Dear rekan Hendrioye….
Ada di lampiran SE-53/PJ/2009 point 3 huruf a, dimana disebutkan bahwa jika kami mendapatkan lampiran tagihan dari media TV oleh HOLDING dan sudah dipotong PPh Pasal 23, kami hanya memotong dari Agency Fee Keagenan.
Tetapi oleh pemeriksa, biaya atas pemasangan biaya tersebut (diluar Agency Fee) ternyata dipemasalahkan karena tidak kami potong PPh Pasal 23 sehingga di PPh Badan harus dikoreksi
Mohon tanggapannya..
didalam poin 3 huruf a, pihak yang terlibat adalah :
a. Pihak pertama selaku pemberi kerja, PT Megah
b. Pihak kedua selaku penerima kerja,PT Satu Sarana (advertising)
c.
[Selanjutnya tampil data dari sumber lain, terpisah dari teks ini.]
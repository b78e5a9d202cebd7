//! Recovery of full stored-header contents from submission call traces.
//!
//! The relay contract persists only `keccak256` commitments, so the literal 160-byte stored
//! header behind a commit hash exists nowhere on chain. It does exist in the calldata of the
//! transaction that produced the commitment: every submission carries the parent stored header
//! plus the compact serializations of the new headers. Walking the transaction's call tree and
//! replaying [`BtcStoredHeader::compute_next`] over those bytes reconstructs each committed
//! record until one matches the target hash.

use alloy_primitives::Address;
use alloy_sol_types::SolCall;
use spv_bridge_chain::types::{CallTrace, CallType};
use spv_bridge_params::prelude::RelayParams;
use spv_bridge_primitives::{
    header::COMPACT_HEADER_LEN, stored::STORED_HEADER_LEN, BtcHeader, BtcStoredHeader,
};

use crate::{
    contract::{
        submitForkBlockheadersCall, submitMainBlockheadersCall, submitShortForkBlockheadersCall,
    },
    errors::RelayError,
};

/// Searches a transaction call tree for the stored header committing to `target`.
///
/// Pure function over the owned tree: visits frames in execution order, extracts the header
/// payload from every relay submission frame (or the constructor frame for the genesis
/// commitment) and hash-chains through it. Returns `None` when no frame produces the target
/// commitment, which callers treat as "this transaction did not store that header".
pub fn find_stored_header(
    trace: &CallTrace,
    relay: Address,
    target: [u8; 32],
    params: &RelayParams,
) -> Result<Option<BtcStoredHeader>, RelayError> {
    let mut stack = vec![trace];

    while let Some(node) = stack.pop() {
        if let Some(payload) = submission_payload(node, relay) {
            if let Some(found) = replay_payload(&payload, target, params)? {
                return Ok(Some(found));
            }
        }

        // Children pushed in reverse so execution order is preserved.
        for child in node.calls.iter().rev() {
            stack.push(child);
        }
    }

    Ok(None)
}

/// Extracts the `storedHeader ‖ compactHeaders` payload from a frame, if it is a relay
/// submission or the relay constructor.
fn submission_payload(node: &CallTrace, relay: Address) -> Option<Vec<u8>> {
    match node.call_type {
        CallType::Create => {
            // The constructor takes the genesis stored header as its sole `bytes` argument,
            // ABI-encoded at the tail of the init code. 160 is a multiple of 32 so there is no
            // padding to strip.
            let input = node.input.as_ref();
            if input.len() >= STORED_HEADER_LEN {
                Some(input[input.len() - STORED_HEADER_LEN..].to_vec())
            } else {
                None
            }
        }
        CallType::Call | CallType::DelegateCall => {
            if node.to != Some(relay) {
                return None;
            }
            let input = node.input.as_ref();
            if input.len() < 4 {
                return None;
            }
            let selector: [u8; 4] = input[..4].try_into().expect("4 bytes");
            match selector {
                s if s == submitMainBlockheadersCall::SELECTOR => {
                    submitMainBlockheadersCall::abi_decode(input, true)
                        .ok()
                        .map(|call| call.data.to_vec())
                }
                s if s == submitShortForkBlockheadersCall::SELECTOR => {
                    submitShortForkBlockheadersCall::abi_decode(input, true)
                        .ok()
                        .map(|call| call.data.to_vec())
                }
                s if s == submitForkBlockheadersCall::SELECTOR => {
                    submitForkBlockheadersCall::abi_decode(input, true)
                        .ok()
                        .map(|call| call.data.to_vec())
                }
                _ => None,
            }
        }
        CallType::StaticCall => None,
    }
}

/// Hash-chains through one submission payload, returning the stored header whose commitment
/// equals `target`, if any.
fn replay_payload(
    payload: &[u8],
    target: [u8; 32],
    params: &RelayParams,
) -> Result<Option<BtcStoredHeader>, RelayError> {
    if payload.len() < STORED_HEADER_LEN
        || (payload.len() - STORED_HEADER_LEN) % COMPACT_HEADER_LEN != 0
    {
        return Err(RelayError::UnparseableTrace(format!(
            "submission payload of {} bytes is not 160 + 48k",
            payload.len()
        )));
    }

    let mut stored = BtcStoredHeader::deserialize(&payload[..STORED_HEADER_LEN])?;
    if stored.commit_hash() == target {
        return Ok(Some(stored));
    }

    for compact in payload[STORED_HEADER_LEN..].chunks_exact(COMPACT_HEADER_LEN) {
        let header = BtcHeader::deserialize(compact)?;
        stored = stored.compute_next(header, params)?;
        if stored.commit_hash() == target {
            return Ok(Some(stored));
        }
    }

    Ok(None)
}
Pihak ketiga selaku perusahaan Media (penayang iklan)Rekan Elsoy sebagai pihak kedua, benarkah pernyataan saya?
Dalam lampiran SE tersebut, selaku pihak kedua yaitu PT. Satu Sarana mestinya memotong pph 23 atas biaya pemasangan iklan dari 80 juta.
- Originaly posted by elsoy:
Tetapi ternyata hal ini dipermasalahkan karena equalisasi PPh Pasal 23 VS Biaya tidak maching karena kami kurang memotong PPh Pasal 23 sehingga biaya harus dikoreksi di PPh Badan.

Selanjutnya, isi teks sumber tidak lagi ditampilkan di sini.